Data section Start Marker
// Licensed to the Apache Software Foundation (ASF) under one
// or more contributor license agreements.  See the NOTICE file
// distributed with this work for additional information
// regarding copyright ownership.  The ASF licenses this file
// to you under the Apache License, Version 2.0 (the
// "License"); you may not use this file except in compliance
// with the License.  You may obtain a copy of the License at
//
//   http://www.apache.org/licenses/LICENSE-2.0
//
// Unless required by applicable law or agreed to in writing,
// software distributed under the License is distributed on an
// "AS IS" BASIS, WITHOUT WARRANTIES OR CONDITIONS OF ANY
// KIND, either express or implied.  See the License for the
// specific language governing permissions and limitations
// under the License.

//! Splits an input file into blocks.
//!
//! [`FixedBlockReader`] cuts blind fixed-size byte blocks with no regard
//! for record boundaries; boundary repair puts the records back together.
//! [`LineBlockReader`] cuts on line boundaries instead, bounded by a line
//! count per block, and needs no repair at the price of unbounded
//! per-block memory.

use std::fs::File;
use std::io::{BufRead, BufReader, Read};
use std::path::Path;

use log::debug;

use crate::error::Result;

/// One block read from the input file.
#[derive(Debug, Clone, PartialEq, Eq)]
pub struct Block {
    /// Raw bytes, possibly starting or ending mid-record.
    pub data: Vec<u8>,
    /// Whether the read that produced this block hit end of file.
    pub is_final: bool,
}

/// Reads a file as a sequence of fixed-size byte blocks.
///
/// Only the last block may be shorter than `block_size`, and only that
/// short read sets `is_final`. A file whose length is an exact multiple of
/// the block size ends with a full, unflagged block.
pub struct FixedBlockReader<R> {
    inner: R,
    block_size: usize,
    done: bool,
}

impl FixedBlockReader<BufReader<File>> {
    /// Opens `path` and positions the reader past `header` lines
    /// terminated by `line_delimiter`. A file with fewer lines than the
    /// header is not an error; it simply yields no blocks.
    pub fn open(
        path: &Path,
        block_size: usize,
        header: u64,
        line_delimiter: u8,
    ) -> Result<Self> {
        let file = File::open(path)?;
        let mut reader = Self::new(BufReader::new(file), block_size);
        let skipped = reader.skip_lines(header, line_delimiter)?;
        debug!(
            "opened {} with block size {block_size}, skipped {skipped} header line(s)",
            path.display()
        );
        Ok(reader)
    }
}

impl<R: BufRead> FixedBlockReader<R> {
    /// Wraps an already-open reader.
    pub fn new(inner: R, block_size: usize) -> Self {
        Self {
            inner,
            block_size,
            done: false,
        }
    }

    fn skip_lines(&mut self, lines: u64, delimiter: u8) -> Result<u64> {
        let mut scratch = Vec::new();
        for skipped in 0..lines {
            scratch.clear();
            if self.inner.read_until(delimiter, &mut scratch)? == 0 {
                self.done = true;
                return Ok(skipped);
            }
        }
        Ok(lines)
    }

    /// Reads the next block, or `None` at end of file.
    pub fn next_block(&mut self) -> Result<Option<Block>> {
        if self.done {
            return Ok(None);
        }
        let mut data = vec![0u8; self.block_size];
        let mut filled = 0;
        while filled < self.block_size {
            let n = self.inner.read(&mut data[filled..])?;
            if n == 0 {
                break;
            }
            filled += n;
        }
        if filled == 0 {
            self.done = true;
            return Ok(None);
        }
        let is_final = filled < self.block_size;
        if is_final {
            self.done = true;
            data.truncate(filled);
        }
        Ok(Some(Block { data, is_final }))
    }
}

/// Reads a file as blocks of at most `lines_per_block` complete lines.
///
/// Grows an internal buffer geometrically until it holds enough whole
/// lines, then compacts the unconsumed tail to the front. Every block but
/// possibly the last ends with the line delimiter.
pub struct LineBlockReader<R> {
    inner: R,
    lines_per_block: u64,
    delimiter: u8,
    buf: Vec<u8>,
    len: usize,
    eof: bool,
}

const LINE_READER_INITIAL_CAPACITY: usize = 64 * 1024;

impl LineBlockReader<BufReader<File>> {
    /// Opens `path` for line-bounded splitting.
    pub fn open(path: &Path, lines_per_block: u64, delimiter: u8) -> Result<Self> {
        let file = File::open(path)?;
        Ok(Self::new(BufReader::new(file), lines_per_block, delimiter))
    }
}

impl<R: Read> LineBlockReader<R> {
    /// Wraps an already-open reader.
    pub fn new(inner: R, lines_per_block: u64, delimiter: u8) -> Self {
        Self {
            inner,
            lines_per_block: lines_per_block.max(1),
            delimiter,
            buf: vec![0u8; LINE_READER_INITIAL_CAPACITY],
            len: 0,
            eof: false,
        }
    }

    /// Reads the next block, or `None` at end of file.
    pub fn next_block(&mut self) -> Result<Option<Vec<u8>>> {
        loop {
            if let Some(cut) = self.find_cut() {
                let block = self.buf[..cut].to_vec();
                self.buf.copy_within(cut..self.len, 0);
                self.len -= cut;
                return Ok(Some(block));
            }
            if self.eof {
                if self.len == 0 {
                    return Ok(None);
                }
                let block = self.buf[..self.len].to_vec();
                self.len = 0;
                return Ok(Some(block));
            }
            if self.len == self.buf.len() {
                self.buf.resize(self.buf.len() * 2, 0);
            }
            let n = self.inner.read(&mut self.buf[self.len..])?;
            if n == 0 {
                self.eof = true;
            }
            self.len += n;
        }
    }

    /// Position one past the `lines_per_block`-th delimiter, if the buffer
    /// holds that many complete lines.
    fn find_cut(&self) -> Option<usize> {
        let mut lines = 0u64;
        for (i, &b) in self.buf[..self.len].iter().enumerate() {
            if b == self.delimiter {
                lines += 1;
                if lines == self.lines_per_block {
                    return Some(i + 1);
                }
            }
        }
        None
    }
}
Data section End Marker
About this task: Go through the data and show every line where "under" occurs.

Answer for the task:
// Licensed to the Apache Software Foundation (ASF) under one
// to you under the Apache License, Version 2.0 (the
// software distributed under the License is distributed on an
// under the License.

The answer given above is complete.